M. Koenig ainsi que d'autres mathématiciens, a écrit contre cette assertion étrange, et il a cité entre autres choses un fragment d'une lettre de Leibnitz, où ce grand homme disait avoir remarqué que dans les modifications du mouvement l'action devient ordinairement un maximum ou un minimum.
M. Moreau Maupertuis crut qu'en produisant ce fragment , on voulait lui enlever la gloire de sa prétendue découverte, quoique Leibnitz eût dit précisément le contraire de ce qu'il avance. Il força quelques membres pensionnaires de l'académie de Berlin [iv], qui dépendent de lui, de sommer M. Koenig de produire l'original de la lettre de Leibnitz ; et l'original ne se trouvant plus, il fit rendre par les mêmes membres un jugement qui déclare M. Koenig coupable d'avoir attenté à la gloire du sieur Moreau Maupertuis, en supposant une fausse lettre.

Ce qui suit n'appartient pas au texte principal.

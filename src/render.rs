use crate::constants::CLEAR_COLOR;
use folio_core::{FieldRenderer, FieldUniforms, MotionError, ParticleField, Viewport};
use web_sys as web;

mod helpers;

// ===================== WebGPU state =====================

pub struct GpuState<'a> {
    surface: wgpu::Surface<'a>,
    device: wgpu::Device,
    queue: wgpu::Queue,
    config: wgpu::SurfaceConfiguration,
    pipeline: wgpu::RenderPipeline,
    uniform_buffer: wgpu::Buffer,
    bind_group: wgpu::BindGroup,
    quad_buffer: wgpu::Buffer,
    instance_buffer: wgpu::Buffer,
    instance_count: u32,
    width: u32,
    height: u32,
    clear_color: wgpu::Color,
}

impl<'a> GpuState<'a> {
    /// Fails with a `MotionError::ShaderCompile` inside the `anyhow::Error`
    /// when the particle shader or pipeline does not validate.
    pub async fn new(canvas: &'a web::HtmlCanvasElement, field: &ParticleField) -> anyhow::Result<Self> {
        let width = canvas.width().max(1);
        let height = canvas.height().max(1);

        let instance = wgpu::Instance::default();
        let surface = instance.create_surface(wgpu::SurfaceTarget::Canvas(canvas.clone()))?;
        let adapter = instance
            .request_adapter(&wgpu::RequestAdapterOptions {
                power_preference: wgpu::PowerPreference::HighPerformance,
                compatible_surface: Some(&surface),
                force_fallback_adapter: false,
            })
            .await
            .ok_or_else(|| anyhow::anyhow!("No WebGPU adapter"))?;
        let (device, queue) = adapter
            .request_device(
                &wgpu::DeviceDescriptor {
                    required_features: wgpu::Features::empty(),
                    // Use default limits on web to avoid passing unknown fields to older WebGPU impls
                    required_limits: wgpu::Limits::default(),
                    memory_hints: wgpu::MemoryHints::Performance,
                    label: None,
                },
                None,
            )
            .await
            .map_err(|e| anyhow::anyhow!(format!("request_device error: {:?}", e)))?;
        let caps = surface.get_capabilities(&adapter);
        let format = caps
            .formats
            .iter()
            .copied()
            .find(|f| {
                matches!(
                    f,
                    wgpu::TextureFormat::Bgra8UnormSrgb | wgpu::TextureFormat::Rgba8UnormSrgb
                )
            })
            .or_else(|| caps.formats.first().copied())
            .ok_or_else(|| anyhow::anyhow!("surface reports no formats"))?;
        // The canvas sits over the page, so keep its alpha.
        let alpha_mode = caps
            .alpha_modes
            .iter()
            .copied()
            .find(|m| *m == wgpu::CompositeAlphaMode::PreMultiplied)
            .or_else(|| caps.alpha_modes.first().copied())
            .unwrap_or(wgpu::CompositeAlphaMode::Auto);
        let config = wgpu::SurfaceConfiguration {
            usage: wgpu::TextureUsages::RENDER_ATTACHMENT,
            format,
            width,
            height,
            present_mode: wgpu::PresentMode::Fifo,
            alpha_mode,
            view_formats: vec![],
            desired_maximum_frame_latency: 2,
        };
        surface.configure(&device, &config);

        device.push_error_scope(wgpu::ErrorFilter::Validation);
        let shader = device.create_shader_module(wgpu::ShaderModuleDescriptor {
            label: Some("particles_shader"),
            source: wgpu::ShaderSource::Wgsl(folio_core::PARTICLES_WGSL.into()),
        });
        let (bgl, uniform_buffer, bind_group) = helpers::create_uniform_bind_group(&device);
        let pl = device.create_pipeline_layout(&wgpu::PipelineLayoutDescriptor {
            label: Some("particles_pl"),
            bind_group_layouts: &[&bgl],
            push_constant_ranges: &[],
        });
        let pipeline = helpers::make_particle_pipeline(&device, &pl, &shader, format);
        if let Some(err) = device.pop_error_scope().await {
            return Err(MotionError::ShaderCompile(err.to_string()).into());
        }

        let instances = field.instances();
        let (quad_buffer, instance_buffer) = helpers::create_vertex_buffers(&device, &instances);
        log::info!(
            "[render] particle pipeline ready: {} instances, {:?} {}x{}",
            instances.len(),
            format,
            width,
            height
        );

        let [r, g, b, a] = CLEAR_COLOR;
        Ok(Self {
            surface,
            device,
            queue,
            config,
            pipeline,
            uniform_buffer,
            bind_group,
            quad_buffer,
            instance_buffer,
            instance_count: instances.len() as u32,
            width,
            height,
            clear_color: wgpu::Color { r, g, b, a },
        })
    }

    pub fn resize_if_needed(&mut self, width: u32, height: u32) {
        if width == 0 || height == 0 {
            return;
        }
        if width != self.width || height != self.height {
            self.width = width;
            self.height = height;
            self.config.width = width;
            self.config.height = height;
            self.surface.configure(&self.device, &self.config);
        }
    }

    fn reconfigure(&mut self) {
        self.surface.configure(&self.device, &self.config);
    }

    pub fn render(&mut self, uniforms: &FieldUniforms) -> Result<(), wgpu::SurfaceError> {
        let frame = self.surface.get_current_texture()?;
        let view = frame
            .texture
            .create_view(&wgpu::TextureViewDescriptor::default());
        let mut encoder = self
            .device
            .create_command_encoder(&wgpu::CommandEncoderDescriptor {
                label: Some("encoder"),
            });
        self.queue
            .write_buffer(&self.uniform_buffer, 0, bytemuck::bytes_of(uniforms));
        {
            let mut rpass = encoder.begin_render_pass(&wgpu::RenderPassDescriptor {
                label: Some("particles_pass"),
                color_attachments: &[Some(wgpu::RenderPassColorAttachment {
                    view: &view,
                    resolve_target: None,
                    ops: wgpu::Operations {
                        load: wgpu::LoadOp::Clear(self.clear_color),
                        store: wgpu::StoreOp::Store,
                    },
                })],
                depth_stencil_attachment: None,
                timestamp_writes: None,
                occlusion_query_set: None,
            });
            rpass.set_pipeline(&self.pipeline);
            rpass.set_bind_group(0, &self.bind_group, &[]);
            rpass.set_vertex_buffer(0, self.quad_buffer.slice(..));
            rpass.set_vertex_buffer(1, self.instance_buffer.slice(..));
            rpass.draw(0..helpers::QUAD_CORNERS.len() as u32, 0..self.instance_count);
        }
        self.queue.submit(Some(encoder.finish()));
        frame.present();
        Ok(())
    }
}

impl FieldRenderer for GpuState<'_> {
    fn resize(&mut self, viewport: Viewport) {
        let (w, h) = viewport.physical_size();
        self.resize_if_needed(w, h);
    }

    fn draw(&mut self, uniforms: &FieldUniforms) -> Result<(), MotionError> {
        match self.render(uniforms) {
            Ok(()) => Ok(()),
            Err(e @ (wgpu::SurfaceError::Lost | wgpu::SurfaceError::Outdated)) => {
                self.reconfigure();
                Err(MotionError::Surface(e.to_string()))
            }
            Err(e) => Err(MotionError::Surface(e.to_string())),
        }
    }
}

Depuis ce jugement aussi incompétent qu'injuste, et qui déshonorait M. Koenig, professeur en Hollande, et bibliothécaire de S.A.S. Madame la princesse d'Orange, le sieur Moreau Maupertuis écrivit et fit écrire à cette princesse, pour l'engager à faire supprimer par son autorité les réponses que M. Koenig pourrait faire. Son Altesse Sérénissime a été indignée d'une persécution si insolente, et M. Koenig s'est justifié pleinement non seulement en faisant voir que ce qui appartient à M. de Maupertuis dans sa théorie est faux, et qu'il n'y a que ce qui appartient à Leibnitz et à d'autres qui soit vrai ; mais il a donné la lettre tout entière de Leibnitz avec deux autres de ce philosophe. Toutes ces lettres sont du même style, il n'est pas possible de s'y méprendre, et il n'y a personne qui ne convienne qu'elles sont de Leibnitz. Ainsi le sieur Moreau Maupertuis a été convaincu à la face de l'Europe savante non seulement de plagiat , et d'erreur, mais d'avoir abusé de sa place pour ôter la liberté aux gens de lettres, et pour persécuter un honnête homme qui n'avait d'autre crime que de n'être pas de son avis . Plusieurs membres de l'Académie de Berlin ont protesté contre une conduite si criante, et quitteraient l'Académie que le sieur Maupertuis tyrannise et déshonore, s'ils ne craignaient de déplaire au roi qui en est le protecteur.[v]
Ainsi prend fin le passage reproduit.